-- Opening Marker --

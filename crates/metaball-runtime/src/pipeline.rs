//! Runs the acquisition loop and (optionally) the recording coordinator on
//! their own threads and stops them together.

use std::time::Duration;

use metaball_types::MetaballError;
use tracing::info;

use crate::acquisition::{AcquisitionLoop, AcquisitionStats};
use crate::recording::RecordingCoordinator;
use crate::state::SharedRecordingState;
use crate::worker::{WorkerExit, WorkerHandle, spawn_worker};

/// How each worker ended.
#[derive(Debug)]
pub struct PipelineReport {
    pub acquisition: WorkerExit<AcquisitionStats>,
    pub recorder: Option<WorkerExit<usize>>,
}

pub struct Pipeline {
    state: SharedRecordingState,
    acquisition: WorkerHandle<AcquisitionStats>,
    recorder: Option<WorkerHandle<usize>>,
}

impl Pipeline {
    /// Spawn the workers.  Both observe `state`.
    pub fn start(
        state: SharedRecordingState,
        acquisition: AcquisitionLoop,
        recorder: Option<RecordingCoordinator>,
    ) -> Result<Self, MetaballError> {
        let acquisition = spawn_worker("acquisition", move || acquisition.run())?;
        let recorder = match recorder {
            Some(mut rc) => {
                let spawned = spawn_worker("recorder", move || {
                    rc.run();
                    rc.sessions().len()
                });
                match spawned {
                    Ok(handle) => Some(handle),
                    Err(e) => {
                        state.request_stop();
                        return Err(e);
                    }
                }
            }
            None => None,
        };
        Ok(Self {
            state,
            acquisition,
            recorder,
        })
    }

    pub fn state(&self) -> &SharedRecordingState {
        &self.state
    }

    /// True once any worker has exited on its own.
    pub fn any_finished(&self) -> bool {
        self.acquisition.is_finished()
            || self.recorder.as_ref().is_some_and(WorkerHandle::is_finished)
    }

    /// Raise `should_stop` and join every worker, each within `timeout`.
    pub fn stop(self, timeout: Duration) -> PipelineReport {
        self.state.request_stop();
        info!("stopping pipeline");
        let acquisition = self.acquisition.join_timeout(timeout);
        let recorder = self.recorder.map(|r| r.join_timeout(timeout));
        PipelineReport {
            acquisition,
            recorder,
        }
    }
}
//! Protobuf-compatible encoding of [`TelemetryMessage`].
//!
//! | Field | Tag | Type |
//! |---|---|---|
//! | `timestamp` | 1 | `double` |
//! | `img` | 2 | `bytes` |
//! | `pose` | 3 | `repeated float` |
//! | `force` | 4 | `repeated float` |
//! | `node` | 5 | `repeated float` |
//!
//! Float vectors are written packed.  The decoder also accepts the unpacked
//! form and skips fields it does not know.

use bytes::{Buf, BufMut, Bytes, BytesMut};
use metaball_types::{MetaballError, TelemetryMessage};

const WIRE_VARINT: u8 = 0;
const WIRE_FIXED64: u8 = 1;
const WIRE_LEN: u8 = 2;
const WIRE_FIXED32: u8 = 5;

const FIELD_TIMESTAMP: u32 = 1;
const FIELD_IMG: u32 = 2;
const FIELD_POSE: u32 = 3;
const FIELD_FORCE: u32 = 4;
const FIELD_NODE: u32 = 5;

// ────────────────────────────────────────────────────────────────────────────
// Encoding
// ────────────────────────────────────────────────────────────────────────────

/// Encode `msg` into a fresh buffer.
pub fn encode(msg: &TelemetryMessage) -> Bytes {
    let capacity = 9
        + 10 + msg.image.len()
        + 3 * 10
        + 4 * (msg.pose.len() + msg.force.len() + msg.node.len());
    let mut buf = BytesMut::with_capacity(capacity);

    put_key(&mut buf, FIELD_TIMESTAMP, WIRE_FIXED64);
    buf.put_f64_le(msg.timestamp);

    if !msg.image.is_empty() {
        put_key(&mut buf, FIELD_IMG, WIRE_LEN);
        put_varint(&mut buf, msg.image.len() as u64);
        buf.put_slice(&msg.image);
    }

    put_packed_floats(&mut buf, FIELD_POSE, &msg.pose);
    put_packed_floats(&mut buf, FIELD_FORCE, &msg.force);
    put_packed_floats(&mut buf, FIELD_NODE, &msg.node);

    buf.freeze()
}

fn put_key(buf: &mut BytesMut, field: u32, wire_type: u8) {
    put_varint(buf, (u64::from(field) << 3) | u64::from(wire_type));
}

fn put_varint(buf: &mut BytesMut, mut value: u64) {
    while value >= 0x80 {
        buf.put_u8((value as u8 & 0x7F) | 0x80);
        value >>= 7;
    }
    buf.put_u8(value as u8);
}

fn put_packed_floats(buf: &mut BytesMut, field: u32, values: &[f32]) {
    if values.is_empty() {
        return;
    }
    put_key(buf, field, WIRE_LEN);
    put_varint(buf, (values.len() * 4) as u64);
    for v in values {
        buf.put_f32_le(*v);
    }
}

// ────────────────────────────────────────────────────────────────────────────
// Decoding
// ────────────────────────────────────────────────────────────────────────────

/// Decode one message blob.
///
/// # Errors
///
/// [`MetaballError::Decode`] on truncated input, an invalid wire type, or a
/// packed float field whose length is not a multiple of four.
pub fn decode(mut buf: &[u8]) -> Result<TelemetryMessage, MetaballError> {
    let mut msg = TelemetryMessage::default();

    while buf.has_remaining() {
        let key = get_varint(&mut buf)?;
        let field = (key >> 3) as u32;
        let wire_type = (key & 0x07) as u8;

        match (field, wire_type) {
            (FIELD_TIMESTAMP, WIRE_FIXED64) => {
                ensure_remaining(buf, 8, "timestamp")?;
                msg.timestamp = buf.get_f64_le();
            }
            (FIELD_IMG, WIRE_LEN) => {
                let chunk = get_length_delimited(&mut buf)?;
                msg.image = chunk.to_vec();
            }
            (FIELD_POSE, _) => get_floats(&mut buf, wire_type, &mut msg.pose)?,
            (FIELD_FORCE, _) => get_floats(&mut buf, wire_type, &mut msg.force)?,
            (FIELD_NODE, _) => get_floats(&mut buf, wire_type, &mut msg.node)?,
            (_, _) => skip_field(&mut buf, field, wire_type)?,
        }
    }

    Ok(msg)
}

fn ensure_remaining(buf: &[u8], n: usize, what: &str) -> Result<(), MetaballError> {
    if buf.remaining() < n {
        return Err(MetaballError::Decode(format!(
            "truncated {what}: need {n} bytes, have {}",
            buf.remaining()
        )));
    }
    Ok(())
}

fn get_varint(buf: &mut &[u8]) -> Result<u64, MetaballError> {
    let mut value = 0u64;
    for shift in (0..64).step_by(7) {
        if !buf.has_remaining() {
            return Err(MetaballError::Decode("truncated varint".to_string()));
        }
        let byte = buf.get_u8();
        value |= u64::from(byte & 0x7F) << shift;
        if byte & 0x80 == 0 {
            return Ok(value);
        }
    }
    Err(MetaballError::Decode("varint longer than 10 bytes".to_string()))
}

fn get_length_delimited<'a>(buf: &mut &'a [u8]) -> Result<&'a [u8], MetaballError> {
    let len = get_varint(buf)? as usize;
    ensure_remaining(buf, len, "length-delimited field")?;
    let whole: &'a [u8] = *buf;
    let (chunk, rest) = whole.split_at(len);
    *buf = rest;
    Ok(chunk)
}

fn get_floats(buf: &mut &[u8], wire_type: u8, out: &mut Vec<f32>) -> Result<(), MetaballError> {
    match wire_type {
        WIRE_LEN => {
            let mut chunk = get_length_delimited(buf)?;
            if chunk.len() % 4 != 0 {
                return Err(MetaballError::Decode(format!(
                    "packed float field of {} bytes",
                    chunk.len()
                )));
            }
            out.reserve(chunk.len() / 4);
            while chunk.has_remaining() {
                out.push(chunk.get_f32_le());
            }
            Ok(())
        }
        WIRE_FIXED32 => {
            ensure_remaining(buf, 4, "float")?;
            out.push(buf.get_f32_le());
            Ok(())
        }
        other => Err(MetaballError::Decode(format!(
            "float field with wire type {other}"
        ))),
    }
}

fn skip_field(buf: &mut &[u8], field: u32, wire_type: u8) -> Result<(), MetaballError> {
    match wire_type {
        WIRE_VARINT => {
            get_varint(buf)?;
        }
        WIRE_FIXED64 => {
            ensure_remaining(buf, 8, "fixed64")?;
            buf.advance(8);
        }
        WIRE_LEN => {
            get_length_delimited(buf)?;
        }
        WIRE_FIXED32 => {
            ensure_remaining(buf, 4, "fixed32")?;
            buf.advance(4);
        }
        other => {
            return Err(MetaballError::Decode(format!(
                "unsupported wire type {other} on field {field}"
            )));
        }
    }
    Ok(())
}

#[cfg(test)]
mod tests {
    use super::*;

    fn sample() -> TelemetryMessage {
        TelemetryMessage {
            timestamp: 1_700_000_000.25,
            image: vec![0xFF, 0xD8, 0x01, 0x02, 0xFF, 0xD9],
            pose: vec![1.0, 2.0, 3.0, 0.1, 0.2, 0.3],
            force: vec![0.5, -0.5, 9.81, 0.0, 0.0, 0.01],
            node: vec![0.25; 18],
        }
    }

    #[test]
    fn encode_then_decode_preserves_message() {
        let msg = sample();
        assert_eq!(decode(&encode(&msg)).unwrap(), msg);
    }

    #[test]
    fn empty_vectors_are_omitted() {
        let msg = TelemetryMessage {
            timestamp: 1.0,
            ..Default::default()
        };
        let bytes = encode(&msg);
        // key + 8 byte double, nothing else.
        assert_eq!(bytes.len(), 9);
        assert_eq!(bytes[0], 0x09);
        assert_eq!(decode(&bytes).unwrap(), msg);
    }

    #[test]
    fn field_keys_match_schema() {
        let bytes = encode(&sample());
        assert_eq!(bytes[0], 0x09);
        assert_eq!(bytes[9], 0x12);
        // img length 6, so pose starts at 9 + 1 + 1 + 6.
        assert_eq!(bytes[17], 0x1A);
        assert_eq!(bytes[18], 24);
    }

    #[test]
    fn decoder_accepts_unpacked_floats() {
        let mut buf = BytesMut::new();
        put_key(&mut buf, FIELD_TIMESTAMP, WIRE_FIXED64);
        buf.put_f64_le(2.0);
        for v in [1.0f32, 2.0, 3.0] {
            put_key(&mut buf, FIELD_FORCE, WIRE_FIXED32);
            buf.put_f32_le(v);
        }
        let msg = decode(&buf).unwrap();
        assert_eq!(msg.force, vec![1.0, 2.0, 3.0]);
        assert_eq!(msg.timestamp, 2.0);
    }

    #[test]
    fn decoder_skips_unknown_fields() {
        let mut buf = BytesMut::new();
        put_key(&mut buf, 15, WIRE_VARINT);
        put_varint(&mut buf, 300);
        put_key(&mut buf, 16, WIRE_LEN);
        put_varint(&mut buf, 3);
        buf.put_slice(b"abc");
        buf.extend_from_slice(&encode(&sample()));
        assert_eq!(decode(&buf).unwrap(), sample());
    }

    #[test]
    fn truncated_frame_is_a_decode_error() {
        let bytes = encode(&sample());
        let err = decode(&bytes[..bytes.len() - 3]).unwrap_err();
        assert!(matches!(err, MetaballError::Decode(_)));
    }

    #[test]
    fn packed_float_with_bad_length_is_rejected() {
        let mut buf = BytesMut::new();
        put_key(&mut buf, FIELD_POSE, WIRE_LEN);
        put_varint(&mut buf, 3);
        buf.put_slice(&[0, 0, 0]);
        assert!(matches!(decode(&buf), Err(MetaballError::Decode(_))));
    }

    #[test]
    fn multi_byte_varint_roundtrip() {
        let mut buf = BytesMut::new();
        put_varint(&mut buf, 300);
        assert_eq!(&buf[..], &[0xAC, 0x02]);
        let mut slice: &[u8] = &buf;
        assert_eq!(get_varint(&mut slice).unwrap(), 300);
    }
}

-- Closing Marker --

▶ _YOUR GOAL_
The required output is the line containing "buf.put_f32_le(v);" through the last line of the records above, each copied exactly and nothing more.

▶ _ANSWER SECTION_
            buf.put_f32_le(v);
        }
        let msg = decode(&buf).unwrap();
        assert_eq!(msg.force, vec![1.0, 2.0, 3.0]);
        assert_eq!(msg.timestamp, 2.0);
    }

    #[test]
    fn decoder_skips_unknown_fields() {
        let mut buf = BytesMut::new();
        put_key(&mut buf, 15, WIRE_VARINT);
        put_varint(&mut buf, 300);
        put_key(&mut buf, 16, WIRE_LEN);
        put_varint(&mut buf, 3);
        buf.put_slice(b"abc");
        buf.extend_from_slice(&encode(&sample()));
        assert_eq!(decode(&buf).unwrap(), sample());
    }

    #[test]
    fn truncated_frame_is_a_decode_error() {
        let bytes = encode(&sample());
        let err = decode(&bytes[..bytes.len() - 3]).unwrap_err();
        assert!(matches!(err, MetaballError::Decode(_)));
    }

    #[test]
    fn packed_float_with_bad_length_is_rejected() {
        let mut buf = BytesMut::new();
        put_key(&mut buf, FIELD_POSE, WIRE_LEN);
        put_varint(&mut buf, 3);
        buf.put_slice(&[0, 0, 0]);
        assert!(matches!(decode(&buf), Err(MetaballError::Decode(_))));
    }

    #[test]
    fn multi_byte_varint_roundtrip() {
        let mut buf = BytesMut::new();
        put_varint(&mut buf, 300);
        assert_eq!(&buf[..], &[0xAC, 0x02]);
        let mut slice: &[u8] = &buf;
        assert_eq!(get_varint(&mut slice).unwrap(), 300);
    }
}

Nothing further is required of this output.